-- What you are asked to do --
Only the lines from the first line of the records through the line containing "a container's state." belong in the answer. Copy them exactly.

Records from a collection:
Content starts

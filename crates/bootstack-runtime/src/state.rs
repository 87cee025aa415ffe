//! Persistent state management.
//!
//! Maintains a local JSON index of all containers and their current
//! states, enabling daemon-less lifecycle management. The file is
//! rewritten whole on every transition.

use std::path::{Path, PathBuf};

use bootstack_common::constants::EXIT_STATUS_LOST;
use bootstack_common::error::{BootstackError, Result};
use bootstack_common::types::{ContainerId, ContainerState};
use bootstack_core::process::process_alive;
use serde::{Deserialize, Serialize};

/// Persistent record of a container's state.
#[derive(Debug, Clone, PartialEq, Eq, Serialize, Deserialize)]
pub struct StateEntry {
    /// Container identifier.
    pub id: ContainerId,
    /// Image reference the container was created from.
    pub image: String,
    /// Current lifecycle state.
    pub state: ContainerState,
    /// PID of the entry process while running.
    pub pid: Option<u32>,
    /// Argument vector of the entry process.
    pub argv: Vec<String>,
    /// Exit code once exited.
    pub exit_code: Option<i32>,
    /// Captured output of the entry process.
    pub log_path: PathBuf,
    /// RFC 3339 creation timestamp.
    pub created_at: String,
    /// RFC 3339 exit timestamp.
    pub finished_at: Option<String>,
}

/// Loads the state index from disk. A missing file is an empty index.
///
/// # Errors
///
/// Returns an error if the file exists but cannot be read or parsed.
pub fn load_state(path: &Path) -> Result<Vec<StateEntry>> {
    tracing::debug!(path = %path.display(), "loading state index");
    if !path.exists() {
        return Ok(Vec::new());
    }
    let content = std::fs::read_to_string(path).map_err(|e| BootstackError::io(path, e))?;
    Ok(serde_json::from_str(&content)?)
}

/// Persists the state index to disk atomically.
///
/// # Errors
///
/// Returns an error if the file cannot be written.
pub fn save_state(path: &Path, entries: &[StateEntry]) -> Result<()> {
    tracing::debug!(path = %path.display(), count = entries.len(), "saving state index");
    if let Some(parent) = path.parent() {
        std::fs::create_dir_all(parent).map_err(|e| BootstackError::io(parent, e))?;
    }
    let tmp = path.with_extension("json.tmp");
    let json = serde_json::to_string_pretty(entries)?;
    std::fs::write(&tmp, json).map_err(|e| BootstackError::io(&tmp, e))?;
    std::fs::rename(&tmp, path).map_err(|e| BootstackError::io(path, e))
}

/// Container index stored in one JSON file.
#[derive(Debug, Clone)]
pub struct StateFile {
    path: PathBuf,
}

impl StateFile {
    /// Uses the index at `path`; nothing is read until queried.
    #[must_use]
    pub fn new(path: impl Into<PathBuf>) -> Self {
        Self { path: path.into() }
    }

    /// Path of the index file.
    #[must_use]
    pub fn path(&self) -> &Path {
        &self.path
    }

    /// All records, oldest first.
    ///
    /// # Errors
    ///
    /// Returns an error if the index cannot be read.
    pub fn list(&self) -> Result<Vec<StateEntry>> {
        load_state(&self.path)
    }

    /// Inserts a record or replaces the one with the same id.
    ///
    /// # Errors
    ///
    /// Returns an error if the index cannot be read or written.
    pub fn upsert(&self, entry: StateEntry) -> Result<()> {
        let mut entries = self.list()?;
        match entries.iter_mut().find(|e| e.id == entry.id) {
            Some(existing) => *existing = entry,
            None => entries.push(entry),
        }
        save_state(&self.path, &entries)
    }

    /// Finds a record by full id or unique id prefix.
    ///
    /// # Errors
    ///
    /// Returns `NotFound` when nothing matches and `Config` when the prefix
    /// is ambiguous.
    pub fn find(&self, query: &str) -> Result<StateEntry> {
        let mut matches: Vec<StateEntry> = self
            .list()?
            .into_iter()
            .filter(|e| e.id.as_str().starts_with(query))
            .collect();
        if let Some(exact) = matches.iter().position(|e| e.id.as_str() == query) {
            return Ok(matches.swap_remove(exact));
        }
        match matches.len() {
            0 => Err(BootstackError::NotFound {
                kind: "container",
                id: query.to_string(),
            }),
            1 => Ok(matches.swap_remove(0)),
            n => Err(BootstackError::Config {
                message: format!("container id prefix {query:?} is ambiguous ({n} matches)"),
            }),
        }
    }

    /// Marks `Running` records whose entry process no longer exists as
    /// exited with [`EXIT_STATUS_LOST`]. This happens when the process that
    /// waited on them was killed. Returns the ids that were changed.
    ///
    /// # Errors
    ///
    /// Returns an error if the index cannot be read or written.
    pub fn reconcile(&self) -> Result<Vec<ContainerId>> {
        let mut entries = self.list()?;
        let mut lost = Vec::new();
        for entry in &mut entries {
            if entry.state != ContainerState::Running || entry.pid.is_some_and(process_alive) {
                continue;
            }
            tracing::warn!(id = %entry.id.short(), pid = ?entry.pid, "running container lost its entry process");
            entry.state = ContainerState::Exited {
                code: EXIT_STATUS_LOST,
            };
            entry.exit_code = Some(EXIT_STATUS_LOST);
            entry.pid = None;
            entry.finished_at = Some(chrono::Utc::now().to_rfc3339());
            lost.push(entry.id.clone());
        }
        if !lost.is_empty() {
            save_state(&self.path, &entries)?;
        }
        Ok(lost)
    }

    /// Records that are still running according to the index.
    ///
    /// # Errors
    ///
    /// Returns an error if the index cannot be read.
    pub fn running(&self) -> Result<Vec<StateEntry>> {
        Ok(self
            .list()?
            .into_iter()
            .filter(|e| e.state == ContainerState::Running)
            .collect())
    }
}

Content ends

-- Response --
filename crates/bootstack-runtime/src/state.rs
repository 87cee025aa415ffe
//! Persistent state management.
//!
//! Maintains a local JSON index of all containers and their current
//! states, enabling daemon-less lifecycle management. The file is
//! rewritten whole on every transition.

use std::path::{Path, PathBuf};

use bootstack_common::constants::EXIT_STATUS_LOST;
use bootstack_common::error::{BootstackError, Result};
use bootstack_common::types::{ContainerId, ContainerState};
use bootstack_core::process::process_alive;
use serde::{Deserialize, Serialize};

/// Persistent record of a container's state.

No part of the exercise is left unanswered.